◆ PROBLEM STATEMENT
Every line with "Boolean" in it must be copied from the data.

*** SUPPLIED RECORDS Section Begins ***

//! Statics, arrays and structs.

use neoil_bytecode::{Opcode, SlotKind, StackItemType};
use neoil_core::{FieldRef, Op, TypeRef};

use super::Translator;
use crate::error::CompileError;
use crate::statics::Constant;

impl<'a> Translator<'a> {
    pub(super) fn load_static(&mut self, field: &FieldRef) -> Result<(), CompileError> {
        let index = self.index;
        let key = field.key();
        if let Some(event) = index.events.get(&key) {
            // Nothing to load; the following `Invoke` becomes a notification.
            self.pending_event = Some(event);
            return Ok(());
        }
        if let Some(value) = index.statics.folded.get(&key) {
            self.push_constant(value);
            return Ok(());
        }
        if let Some(&slot) = index.statics.slots.get(&key) {
            self.em.load(SlotKind::Static, slot);
            return Ok(());
        }
        Err(CompileError::consistency(
            self.method,
            format!("static field {field} has no slot and no value"),
        ))
    }

    pub(super) fn store_static(&mut self, field: &FieldRef) -> Result<(), CompileError> {
        let index = self.index;
        let statics = &index.statics;
        let key = field.key();
        if let Some(&slot) = statics.slots.get(&key) {
            self.em.store(SlotKind::Static, slot);
            return Ok(());
        }
        let detail = if statics.folded.contains_key(&key) {
            format!("readonly field {field} assigned outside its initializer")
        } else {
            format!("static field {field} has no slot")
        };
        Err(CompileError::consistency(self.method, detail))
    }

    pub(super) fn push_constant(&mut self, value: &Constant) {
        match value {
            Constant::Int(v) => self.em.push_int(*v),
            Constant::Bool(b) => self.em.push_bool(*b),
            Constant::Str(s) => self.em.push_data(s.as_bytes()),
            Constant::Bytes(bytes) => {
                self.em.push_data(bytes);
                self.em
                    .emit(Opcode::Convert, vec![StackItemType::Buffer as u8]);
            }
            Constant::StrArray(items) => {
                if items.is_empty() {
                    self.em.op(Opcode::NewArray0);
                    return;
                }
                for item in items.iter().rev() {
                    self.em.push_data(item.as_bytes());
                }
                self.em.push_int(items.len() as i128);
                self.em.op(Opcode::Pack);
            }
        }
    }

    /// `newarr`, folding a following `dup; <initialize array>` into a
    /// literal.
    pub(super) fn new_array(&mut self, i: usize, element: &TypeRef) -> Result<usize, CompileError> {
        let init = match (self.idiom_at(i + 1), self.idiom_at(i + 2)) {
            (Some(Op::Dup), Some(Op::InitArray(data))) => Some(data),
            _ => None,
        };
        let Some(data) = init else {
            match element {
                TypeRef::Byte => {
                    self.em.op(Opcode::NewBuffer);
                }
                _ => {
                    self.em
                        .emit(Opcode::NewArrayT, vec![item_type(element) as u8]);
                }
            }
            return Ok(0);
        };

        if *element == TypeRef::Byte {
            // Length pushed by the source.
            self.em.op(Opcode::Drop);
            self.em.push_data(data);
            self.em
                .emit(Opcode::Convert, vec![StackItemType::Buffer as u8]);
            return Ok(2);
        }

        let Some((width, signed)) = element_layout(element) else {
            return Err(self.unsupported(i + 2));
        };
        if data.len() % width != 0 {
            return Err(CompileError::consistency(
                self.method,
                format!(
                    "array initializer of {} bytes for {element}[] at IL_{:04x}",
                    data.len(),
                    self.body[i].offset
                ),
            ));
        }
        let values: Vec<i128> = data.chunks(width).map(|c| decode_element(c, signed)).collect();

        self.em.op(Opcode::Drop);
        if values.is_empty() {
            self.em.op(Opcode::NewArray0);
            return Ok(2);
        }
        for &v in values.iter().rev() {
            if *element == TypeRef::Boolean {
                self.em.push_bool(v != 0);
            } else {
                self.em.push_int(v);
            }
        }
        self.em.push_int(values.len() as i128);
        self.em.op(Opcode::Pack);
        Ok(2)
    }

    /// `newobj` of a struct whose constructor assigns the first `ctor_args`
    /// fields in order.
    pub(super) fn new_object(
        &mut self,
        i: usize,
        fields: &[TypeRef],
        ctor_args: u16,
    ) -> Result<(), CompileError> {
        let k = ctor_args as usize;
        if k > fields.len() {
            return Err(self.unsupported(i));
        }
        if k == 0 {
            self.push_struct_defaults(fields);
            return Ok(());
        }
        self.em.reverse(k);
        self.em.push_int(k as i128);
        self.em.op(Opcode::PackStruct);
        for field in &fields[k..] {
            self.em.op(Opcode::Dup);
            self.push_default(field);
            self.em.op(Opcode::Append);
        }
        Ok(())
    }

    /// `initobj` on the slot whose address was just taken.
    pub(super) fn init_object(&mut self, i: usize, fields: &[TypeRef]) -> Result<(), CompileError> {
        let Some((kind, slot)) = self.address_of.take() else {
            return Err(self.unsupported(i));
        };
        // The address itself.
        self.em.op(Opcode::Drop);
        self.push_struct_defaults(fields);
        self.em.store(kind, slot);
        Ok(())
    }

    fn push_struct_defaults(&mut self, fields: &[TypeRef]) {
        if fields.is_empty() {
            self.em.op(Opcode::NewStruct0);
            return;
        }
        for field in fields.iter().rev() {
            self.push_default(field);
        }
        self.em.push_int(fields.len() as i128);
        self.em.op(Opcode::PackStruct);
    }

    fn push_default(&mut self, ty: &TypeRef) {
        if *ty == TypeRef::Boolean {
            self.em.push_bool(false);
        } else if ty.is_integer() {
            self.em.push_int(0);
        } else {
            self.em.op(Opcode::PushNull);
        }
    }
}

fn item_type(element: &TypeRef) -> StackItemType {
    match element {
        TypeRef::Boolean => StackItemType::Boolean,
        ty if ty.is_integer() => StackItemType::Integer,
        _ => StackItemType::Any,
    }
}

/// Byte width and signedness of array elements stored in initializer blobs.
fn element_layout(element: &TypeRef) -> Option<(usize, bool)> {
    Some(match element {
        TypeRef::Boolean | TypeRef::Byte => (1, false),
        TypeRef::SByte => (1, true),
        TypeRef::Char | TypeRef::UInt16 => (2, false),
        TypeRef::Int16 => (2, true),
        TypeRef::UInt32 => (4, false),
        TypeRef::Int32 => (4, true),
        TypeRef::UInt64 => (8, false),
        TypeRef::Int64 => (8, true),
        _ => return None,
    })
}

fn decode_element(chunk: &[u8], signed: bool) -> i128 {
    let negative = signed && chunk.last().is_some_and(|&b| b & 0x80 != 0);
    let mut buf = [if negative { 0xff } else { 0 }; 16];
    buf[..chunk.len()].copy_from_slice(chunk);
    i128::from_le_bytes(buf)
}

*** SUPPLIED RECORDS Section Ends ***

◆ REPLY
            if *element == TypeRef::Boolean {
        if *ty == TypeRef::Boolean {
        TypeRef::Boolean => StackItemType::Boolean,
        TypeRef::Boolean | TypeRef::Byte => (1, false),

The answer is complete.